If you intend to have even one employee, you’ll also need to get insurance which will cover them if they suffer an injury or illness due to work. This is known as worker’s compensation insurance. Even without employees, this type of coverage may be important to protect you in case of any injuries on the job.

You’ll need to check the laws in your state to find out which type of insurance is required for your business. In some states, both may be required.

 

Step 8: Set Up Online Marketing Channels

Now that your business has been established, it’s time to get the word out! You won’t have a profitable business if no one knows you exist. 

There are many different types of marketing channels and you’ll use each one of them eventually, depending on what phase you find your business in.

Social Media

You’ll need to make sure that your business has an online presence besides your website. One that can be shared easily and won’t cost lots of money.

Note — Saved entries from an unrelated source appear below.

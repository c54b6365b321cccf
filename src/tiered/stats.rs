//! Store statistics.
//!
//! Counters are plain atomics updated on the hot path; a [`StatsSnapshot`]
//! freezes them for display as JSON or Prometheus text.

use std::sync::atomic::{AtomicU64, Ordering};

use chrono::{DateTime, Utc};
use parking_lot::Mutex;
use prometheus::{Encoder, IntCounter, IntGauge, Opts, Registry, TextEncoder};
use serde::Serialize;

use super::pipeline::PipelineStatsSnapshot;
use crate::error::{Error, Result};

/// Operation counters of a [`TieredStore`](super::TieredStore).
#[derive(Debug, Default)]
pub struct StoreStats {
    reads: AtomicU64,
    writes: AtomicU64,
    removes: AtomicU64,
    syncs: AtomicU64,
    cache_hits: AtomicU64,
    cache_misses: AtomicU64,
    bytes_read: AtomicU64,
    bytes_written: AtomicU64,
    flush_failures: AtomicU64,
    stale_flushes: AtomicU64,
    last_sync: Mutex<Option<DateTime<Utc>>>,
}

impl StoreStats {
    pub fn new() -> Self {
        Self::default()
    }

    /// A read served from the mapping.
    pub fn record_hit(&self, bytes: u64) {
        self.reads.fetch_add(1, Ordering::Relaxed);
        self.cache_hits.fetch_add(1, Ordering::Relaxed);
        self.bytes_read.fetch_add(bytes, Ordering::Relaxed);
    }

    /// A read served by the sync target.
    pub fn record_miss(&self, bytes: u64) {
        self.reads.fetch_add(1, Ordering::Relaxed);
        self.cache_misses.fetch_add(1, Ordering::Relaxed);
        self.bytes_read.fetch_add(bytes, Ordering::Relaxed);
    }

    pub fn record_write(&self, bytes: u64) {
        self.writes.fetch_add(1, Ordering::Relaxed);
        self.bytes_written.fetch_add(bytes, Ordering::Relaxed);
    }

    pub fn record_remove(&self) {
        self.removes.fetch_add(1, Ordering::Relaxed);
    }

    /// A block reached its target.
    pub fn record_sync(&self) {
        self.syncs.fetch_add(1, Ordering::Relaxed);
        *self.last_sync.lock() = Some(Utc::now());
    }

    pub fn record_flush_failure(&self) {
        self.flush_failures.fetch_add(1, Ordering::Relaxed);
    }

    /// A flush found its region already replaced or removed.
    pub fn record_stale_flush(&self) {
        self.stale_flushes.fetch_add(1, Ordering::Relaxed);
    }

    pub fn syncs(&self) -> u64 {
        self.syncs.load(Ordering::Relaxed)
    }

    pub fn cache_hits(&self) -> u64 {
        self.cache_hits.load(Ordering::Relaxed)
    }

    pub fn cache_misses(&self) -> u64 {
        self.cache_misses.load(Ordering::Relaxed)
    }

    pub fn hit_ratio(&self) -> f64 {
        let hits = self.cache_hits() as f64;
        let total = hits + self.cache_misses() as f64;
        if total == 0.0 {
            0.0
        } else {
            hits / total
        }
    }

    pub fn last_sync(&self) -> Option<DateTime<Utc>> {
        *self.last_sync.lock()
    }
}

/// Frozen view of store and pipeline counters plus space usage.
#[derive(Debug, Clone, Default, Serialize)]
pub struct StatsSnapshot {
    pub reads: u64,
    pub writes: u64,
    pub removes: u64,
    pub syncs: u64,
    pub cache_hits: u64,
    pub cache_misses: u64,
    pub bytes_read: u64,
    pub bytes_written: u64,
    pub flush_failures: u64,
    pub stale_flushes: u64,
    pub last_sync: Option<DateTime<Utc>>,
    pub resident_blocks: u64,
    pub free_bytes: u64,
    pub largest_free_block: u64,
    pub capacity: u64,
    pub pipeline: PipelineStatsSnapshot,
}

impl StoreStats {
    /// Snapshot the counters. Space and pipeline fields are filled by the
    /// store.
    pub fn snapshot(&self) -> StatsSnapshot {
        StatsSnapshot {
            reads: self.reads.load(Ordering::Relaxed),
            writes: self.writes.load(Ordering::Relaxed),
            removes: self.removes.load(Ordering::Relaxed),
            syncs: self.syncs.load(Ordering::Relaxed),
            cache_hits: self.cache_hits.load(Ordering::Relaxed),
            cache_misses: self.cache_misses.load(Ordering::Relaxed),
            bytes_read: self.bytes_read.load(Ordering::Relaxed),
            bytes_written: self.bytes_written.load(Ordering::Relaxed),
            flush_failures: self.flush_failures.load(Ordering::Relaxed),
            stale_flushes: self.stale_flushes.load(Ordering::Relaxed),
            last_sync: self.last_sync(),
            ..Default::default()
        }
    }
}

impl StatsSnapshot {
    /// Render in the Prometheus text exposition format.
    pub fn to_prometheus(&self) -> Result<String> {
        let registry = Registry::new_custom(Some("tierstore".to_string()), None)
            .map_err(|e| Error::Internal(format!("metrics registry: {}", e)))?;

        let counters: [(&str, &str, u64); 16] = [
            ("reads_total", "Block reads", self.reads),
            ("writes_total", "Block writes", self.writes),
            ("removes_total", "Block removes", self.removes),
            ("syncs_total", "Blocks flushed to their target", self.syncs),
            ("cache_hits_total", "Reads served from the mapping", self.cache_hits),
            ("cache_misses_total", "Reads served by the target", self.cache_misses),
            ("read_bytes_total", "Bytes returned by reads", self.bytes_read),
            ("written_bytes_total", "Bytes accepted by writes", self.bytes_written),
            ("flush_failures_total", "Failed flush attempts", self.flush_failures),
            ("stale_flushes_total", "Flushes of replaced regions", self.stale_flushes),
            ("pipeline_submitted_total", "Sync requests submitted", self.pipeline.submitted),
            ("pipeline_degraded_total", "Sync requests moved to a lower queue", self.pipeline.degraded),
            ("pipeline_inline_total", "Sync requests flushed inline", self.pipeline.inline_flushes),
            ("pipeline_superseded_total", "Sync requests replaced in a batch", self.pipeline.superseded),
            ("pipeline_requeued_total", "Failed sync requests requeued", self.pipeline.requeued),
            ("pipeline_held_back_total", "Low priority requests deferred", self.pipeline.held_back),
        ];

        let gauges: [(&str, &str, u64); 4] = [
            ("resident_blocks", "Blocks held in the mapping", self.resident_blocks),
            ("free_bytes", "Free bytes in the mapping", self.free_bytes),
            ("largest_free_block_bytes", "Largest contiguous free range", self.largest_free_block),
            ("capacity_bytes", "Size of the mapping", self.capacity),
        ];

        for (name, help, value) in counters {
            let counter = IntCounter::with_opts(Opts::new(name, help))
                .map_err(|e| Error::Internal(format!("metric {}: {}", name, e)))?;
            counter.inc_by(value);
            registry
                .register(Box::new(counter))
                .map_err(|e| Error::Internal(format!("metric {}: {}", name, e)))?;
        }

        for (name, help, value) in gauges {
            let gauge = IntGauge::with_opts(Opts::new(name, help))
                .map_err(|e| Error::Internal(format!("metric {}: {}", name, e)))?;
            gauge.set(i64::try_from(value).unwrap_or(i64::MAX));
            registry
                .register(Box::new(gauge))
                .map_err(|e| Error::Internal(format!("metric {}: {}", name, e)))?;
        }

        let mut buffer = Vec::new();
        TextEncoder::new()
            .encode(&registry.gather(), &mut buffer)
            .map_err(|e| Error::Internal(format!("metrics encoding: {}", e)))?;
        String::from_utf8(buffer).map_err(|e| Error::Internal(e.to_string()))
    }
}
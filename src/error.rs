//! Error types for the tiered block store

use thiserror::Error;

/// Result type alias using our Error type
pub type Result<T> = std::result::Result<T, Error>;

/// Errors that can occur in the tiered block store
#[derive(Error, Debug)]
#[allow(clippy::enum_variant_names)]
pub enum Error {
    /// I/O error
    #[error("I/O error: {0}")]
    Io(#[from] std::io::Error),

    /// Configuration file could not be parsed
    #[error("Failed to parse configuration: {0}")]
    Yaml(#[from] serde_yaml::Error),

    /// Invalid configuration value
    #[error("Invalid configuration: {0}")]
    InvalidConfig(String),

    /// Internal error
    #[error("Internal error: {0}")]
    Internal(String),

    // =========================================================================
    // Allocation Errors
    // =========================================================================
    /// Requested allocation size is zero
    #[error("Invalid allocation size: {0}")]
    InvalidSize(u64),

    /// No free region is large enough
    #[error("No free region of {requested} bytes (largest free block: {largest})")]
    SpaceExhausted { requested: u64, largest: u64 },

    /// A fixed-offset reservation overlaps space that is not free
    #[error("Range [{start}, {end}) is not entirely free")]
    RangeUnavailable { start: u64, end: u64 },

    // =========================================================================
    // Store Errors
    // =========================================================================
    /// Block is neither resident nor present at its target
    #[error("Block not found: {0}")]
    FileNotFound(String),

    /// Block is larger than the mapped capacity
    #[error("Block of {size} bytes exceeds capacity of {capacity} bytes")]
    FileTooLarge { size: u64, capacity: u64 },

    /// Read range falls outside the block
    #[error("Read out of bounds: offset {offset}, length {length}, size {size}")]
    OutOfBounds { offset: u64, length: u64, size: u64 },

    /// Empty, traversing or oversized identifier
    #[error("Invalid path: {0:?}")]
    InvalidPath(String),

    /// Operation issued after shutdown
    #[error("System is closed")]
    SystemClosed,

    /// Too many resident blocks for the metadata header
    #[error("Resident block table is full ({max} entries)")]
    TableFull { max: usize },

    // =========================================================================
    // Metadata Errors
    // =========================================================================
    /// Header magic does not match
    #[error("Invalid metadata header: {0}")]
    InvalidMetadata(String),

    /// Header was written by an unsupported format version
    #[error("Unsupported metadata version {found} (expected {expected})")]
    UnsupportedMetadataVersion { found: u32, expected: u32 },

    // =========================================================================
    // Sync Errors
    // =========================================================================
    /// No targetor registered for a storage id
    #[error("No sync target registered for storage {0}")]
    TargetNotRegistered(String),

    /// The sync target reported a failure
    #[error("Sync target error: {0}")]
    Target(String),

    /// Flush was cancelled by a newer version of the same block
    #[error("Flush of block {block_id} cancelled")]
    Cancelled { block_id: String },

    /// Pipeline worker did not exit in time
    #[error("Sync pipeline did not stop within {0:?}")]
    CloseTimeout(std::time::Duration),

    /// One or more steps failed while closing
    #[error("Errors during shutdown: {}", .0.join("; "))]
    Shutdown(Vec<String>),
}

impl Error {
    /// Whether a flush that failed with this error is worth retrying.
    pub fn is_retryable(&self) -> bool {
        matches!(
            self,
            Error::Io(_) | Error::Target(_) | Error::Cancelled { .. } | Error::Internal(_)
        )
    }
}
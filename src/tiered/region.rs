//! Byte ranges within the mapped address space.

use serde::Serialize;

/// A half-open byte range `[start, end)`.
#[derive(Debug, Clone, Copy, PartialEq, Eq, Hash, Serialize)]
pub struct Region {
    pub start: u64,
    pub end: u64,
}

impl Region {
    pub fn new(start: u64, end: u64) -> Self {
        Self { start, end }
    }

    /// Build a region from an offset and a length.
    pub fn at(offset: u64, size: u64) -> Self {
        Self {
            start: offset,
            end: offset + size,
        }
    }

    #[inline]
    pub fn size(&self) -> u64 {
        self.end.saturating_sub(self.start)
    }

    #[inline]
    pub fn is_empty(&self) -> bool {
        self.end <= self.start
    }

    /// Whether `other` lies entirely inside this region.
    pub fn contains(&self, other: &Region) -> bool {
        other.start >= self.start && other.end <= self.end
    }

    pub fn overlaps(&self, other: &Region) -> bool {
        self.start < other.end && other.start < self.end
    }

    /// Whether `other` starts exactly where this region ends.
    pub fn touches(&self, other: &Region) -> bool {
        self.end == other.start
    }
}

/// A used region bound to the block whose bytes it holds.
///
/// Two `FileRegion`s are equal only if every field matches, which is how the
/// store tells a still-current region from one that was superseded.
#[derive(Debug, Clone, PartialEq, Eq, Hash, Serialize)]
pub struct FileRegion {
    pub region: Region,
    pub storage_id: String,
    pub block_id: String,
    pub version: i32,
}

impl FileRegion {
    pub fn new(
        storage_id: impl Into<String>,
        block_id: impl Into<String>,
        region: Region,
        version: i32,
    ) -> Self {
        Self {
            region,
            storage_id: storage_id.into(),
            block_id: block_id.into(),
            version,
        }
    }

    #[inline]
    pub fn start(&self) -> u64 {
        self.region.start
    }

    #[inline]
    pub fn end(&self) -> u64 {
        self.region.end
    }

    #[inline]
    pub fn size(&self) -> u64 {
        self.region.size()
    }

    /// Whether this region carries the final version sentinel.
    pub fn is_final(&self) -> bool {
        self.version == super::FINAL_VERSION
    }
}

You should have already claimed your business name on Facebook, Instagram, Twitter, and any other platforms you would like to use. Start putting posts up so that your business looks active. Invite people to follow your accounts, and try to engage with people whenever possible.

Friends and Family

In the early days of your business, this will be one of your most important forms of marketing. Tell everyone you know about your business. You can hand out business cards, ask friends to like and share your business pages on social media, and offer a discount or free cleaning services in exchange for some reviews. You never know who might have a friend looking for exactly what you offer!

Review Sites

You will need to set up a profile on a few different popular review sites like Yelp. Make sure you have a few great photos and your logo on the profile. 

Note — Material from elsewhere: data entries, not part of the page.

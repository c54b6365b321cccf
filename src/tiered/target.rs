//! Sync Targets - where flushed blocks durably live
//!
//! A [`SyncTargetor`] is registered per storage id. The store calls
//! [`SyncTargetor::write_block_direct`] from its flush path and falls back to
//! [`SyncTargetor::read_block`] when a block is no longer resident.
//!
//! Two implementations ship with the crate:
//!
//! - [`DiskTarget`] - one file per block under a two-level fan-out directory
//! - [`InMemoryTarget`] - DashMap-backed, for tests and embedding

use std::io::SeekFrom;
use std::path::{Path, PathBuf};
use std::sync::atomic::{AtomicU64, Ordering};

use async_trait::async_trait;
use bytes::Bytes;
use dashmap::DashMap;
use tokio::fs;
use tokio::io::{AsyncReadExt, AsyncSeekExt, AsyncWriteExt};
use tokio_util::sync::CancellationToken;
use tracing::{debug, instrument};

use crate::error::{Error, Result};

/// Durable home of the blocks of one storage backend.
#[async_trait]
pub trait SyncTargetor: Send + Sync {
    /// Path of the durable copy of `block_id`.
    fn block_path(&self, block_id: &str) -> PathBuf;

    /// Durably store `data` as `block_id`.
    ///
    /// Must be safe to retry, and should stop early once `cancel` fires.
    async fn write_block_direct(
        &self,
        cancel: &CancellationToken,
        block_id: &str,
        data: Bytes,
    ) -> Result<()>;

    /// Read `length` bytes at `offset` of the durable copy (`0` reads to the
    /// end).
    async fn read_block(&self, block_id: &str, offset: u64, length: u64) -> Result<Bytes> {
        read_file_range(&self.block_path(block_id), block_id, offset, length).await
    }

    /// Remove the durable copy. Missing blocks are not an error.
    async fn delete_block(&self, block_id: &str) -> Result<()> {
        match fs::remove_file(self.block_path(block_id)).await {
            Ok(()) => Ok(()),
            Err(e) if e.kind() == std::io::ErrorKind::NotFound => Ok(()),
            Err(e) => Err(e.into()),
        }
    }

    async fn block_exists(&self, block_id: &str) -> bool {
        fs::try_exists(self.block_path(block_id))
            .await
            .unwrap_or(false)
    }
}

/// Resolve the readable window of a `size`-byte block.
///
/// `length == 0` selects everything from `offset` to the end.
pub(crate) fn read_window(offset: u64, length: u64, size: u64) -> Result<u64> {
    if offset > size {
        return Err(Error::OutOfBounds {
            offset,
            length,
            size,
        });
    }
    let available = size - offset;
    if length == 0 {
        return Ok(available);
    }
    if length > available {
        return Err(Error::OutOfBounds {
            offset,
            length,
            size,
        });
    }
    Ok(length)
}

/// Seeked read of a block file, tolerating a file that shrinks mid-read.
async fn read_file_range(path: &Path, block_id: &str, offset: u64, length: u64) -> Result<Bytes> {
    let mut file = match fs::File::open(path).await {
        Ok(f) => f,
        Err(e) if e.kind() == std::io::ErrorKind::NotFound => {
            return Err(Error::FileNotFound(block_id.to_string()))
        }
        Err(e) => return Err(e.into()),
    };

    let size = file.metadata().await?.len();
    let want = read_window(offset, length, size)?;

    file.seek(SeekFrom::Start(offset)).await?;
    let mut buf = vec![0u8; want as usize];
    let mut filled = 0;
    while filled < buf.len() {
        let n = file.read(&mut buf[filled..]).await?;
        if n == 0 {
            break;
        }
        filled += n;
    }
    buf.truncate(filled);

    Ok(Bytes::from(buf))
}

// =============================================================================
// Disk Target
// =============================================================================

/// Blocks as files under `root/<id[0..2]>/<id[2..4]>/<id>`.
///
/// Writes go to a temporary sibling that is renamed into place, so readers
/// never observe a partial block.
#[derive(Debug, Clone)]
pub struct DiskTarget {
    root: PathBuf,
}

static TMP_SEQ: AtomicU64 = AtomicU64::new(0);

impl DiskTarget {
    pub fn new(root: impl Into<PathBuf>) -> Self {
        Self { root: root.into() }
    }

    pub fn root(&self) -> &Path {
        &self.root
    }

    fn cancelled(block_id: &str) -> Error {
        Error::Cancelled {
            block_id: block_id.to_string(),
        }
    }

    async fn write_file(path: &Path, data: &[u8]) -> Result<()> {
        let mut file = fs::File::create(path).await?;
        file.write_all(data).await?;
        file.sync_all().await?;
        Ok(())
    }
}

#[async_trait]
impl SyncTargetor for DiskTarget {
    fn block_path(&self, block_id: &str) -> PathBuf {
        match (block_id.get(0..2), block_id.get(2..4)) {
            (Some(first), Some(second)) => self.root.join(first).join(second).join(block_id),
            _ => self.root.join(block_id),
        }
    }

    #[instrument(level = "trace", skip(self, cancel, data), fields(len = data.len()))]
    async fn write_block_direct(
        &self,
        cancel: &CancellationToken,
        block_id: &str,
        data: Bytes,
    ) -> Result<()> {
        if cancel.is_cancelled() {
            return Err(Self::cancelled(block_id));
        }

        let path = self.block_path(block_id);
        if let Some(dir) = path.parent() {
            fs::create_dir_all(dir).await?;
        }

        let seq = TMP_SEQ.fetch_add(1, Ordering::Relaxed);
        let tmp = path.with_file_name(format!("{}.tmp.{}.{}", block_id, std::process::id(), seq));

        let written = tokio::select! {
            _ = cancel.cancelled() => Err(Self::cancelled(block_id)),
            result = Self::write_file(&tmp, &data) => result,
        };
        if let Err(e) = written {
            let _ = fs::remove_file(&tmp).await;
            return Err(e);
        }
        if cancel.is_cancelled() {
            let _ = fs::remove_file(&tmp).await;
            return Err(Self::cancelled(block_id));
        }

        fs::rename(&tmp, &path).await?;
        debug!("Wrote block {} to {}", block_id, path.display());
        Ok(())
    }
}

// =============================================================================
// In-Memory Target
// =============================================================================

/// In-memory target for testing.
#[derive(Debug, Default)]
pub struct InMemoryTarget {
    blocks: DashMap<String, Bytes>,
    writes: AtomicU64,
    deletes: AtomicU64,
}

impl InMemoryTarget {
    pub fn new() -> Self {
        Self::default()
    }

    /// Stored bytes of a block.
    pub fn get(&self, block_id: &str) -> Option<Bytes> {
        self.blocks.get(block_id).map(|b| b.value().clone())
    }

    pub fn len(&self) -> usize {
        self.blocks.len()
    }

    pub fn is_empty(&self) -> bool {
        self.blocks.is_empty()
    }

    /// Completed writes, overwrites included.
    pub fn write_count(&self) -> u64 {
        self.writes.load(Ordering::Relaxed)
    }

    pub fn delete_count(&self) -> u64 {
        self.deletes.load(Ordering::Relaxed)
    }
}

#[async_trait]
impl SyncTargetor for InMemoryTarget {
    fn block_path(&self, block_id: &str) -> PathBuf {
        PathBuf::from("memory").join(block_id)
    }

    async fn write_block_direct(
        &self,
        cancel: &CancellationToken,
        block_id: &str,
        data: Bytes,
    ) -> Result<()> {
        if cancel.is_cancelled() {
            return Err(Error::Cancelled {
                block_id: block_id.to_string(),
            });
        }
        self.blocks.insert(block_id.to_string(), data);
        self.writes.fetch_add(1, Ordering::Relaxed);
        Ok(())
    }

    async fn read_block(&self, block_id: &str, offset: u64, length: u64) -> Result<Bytes> {
        let data = self
            .get(block_id)
            .ok_or_else(|| Error::FileNotFound(block_id.to_string()))?;
        let want = read_window(offset, length, data.len() as u64)?;
        Ok(data.slice(offset as usize..(offset + want) as usize))
    }

    async fn delete_block(&self, block_id: &str) -> Result<()> {
        if self.blocks.remove(block_id).is_some() {
            self.deletes.fetch_add(1, Ordering::Relaxed);
        }
        Ok(())
    }

    async fn block_exists(&self, block_id: &str) -> bool {
        self.blocks.contains_key(block_id)
    }
}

Now, you won’t just magically receive reviews. You need to earn them. And one of the best ways of doing this is to offer free or heavily discounted services in exchange for a review. Look for some locals with a solid review account and offer them your deal. Offer the same deal to friends and family. Someone will take you up on the offer, and when they do you’ll need to WOW them, big time, so you can ensure a glowing review.

You’ll need to keep this up until you have about 10 great reviews. After that, things should start to pick up.

Paid Media

Once you’ve got some social proof in the form of great reviews, you can begin to pay for advertisements. Pay per lead sites such as Google Local Leads and Thumbtack are a great way to start bidding on jobs. You can also start running ads on Google and other places, such as Craigslist.

Search Engine Optimization

Eventually, search traffic is going to become your bread and butter. Most of your new customers will come from searching for your type of business.

To make sure that happens, you should start tweaking your website for SEO purposes so that you can begin ranking on Google. You’ll need to make sure your site speed remains fast, your page headers and titles contain key words you want to rank for, and your website is user friendly.

In addition, you can create content like blog posts, which will bring in people searching for those topics and build credibility. Having these blogs featured with other local businesses can bring in customers as well.

 

Step 9: Scale and Grow

With everything set up properly, and with some hard marketing efforts in the beginning, you should start to receive steady business. You can continue looking for new customers until you’re completely booked up.

Once you start finding that you’re fully booked, you can start to scale your business. You’ll need to hire new team members so you can take on more customers. Keep in mind this will incur some costs, such as background checks and of course wages. Once you’ve reached this stage, though, your prices should be high enough to cover your employee wages, your costs, and still leave profit margin. 

Once they’re also becoming fully booked, you can hire again. 

With this model you can continue to grow your business. If you’re regularly booked out, you may want to consider hiring team members in other places and expanding your service area. The sky is the limit once your business and processes are established.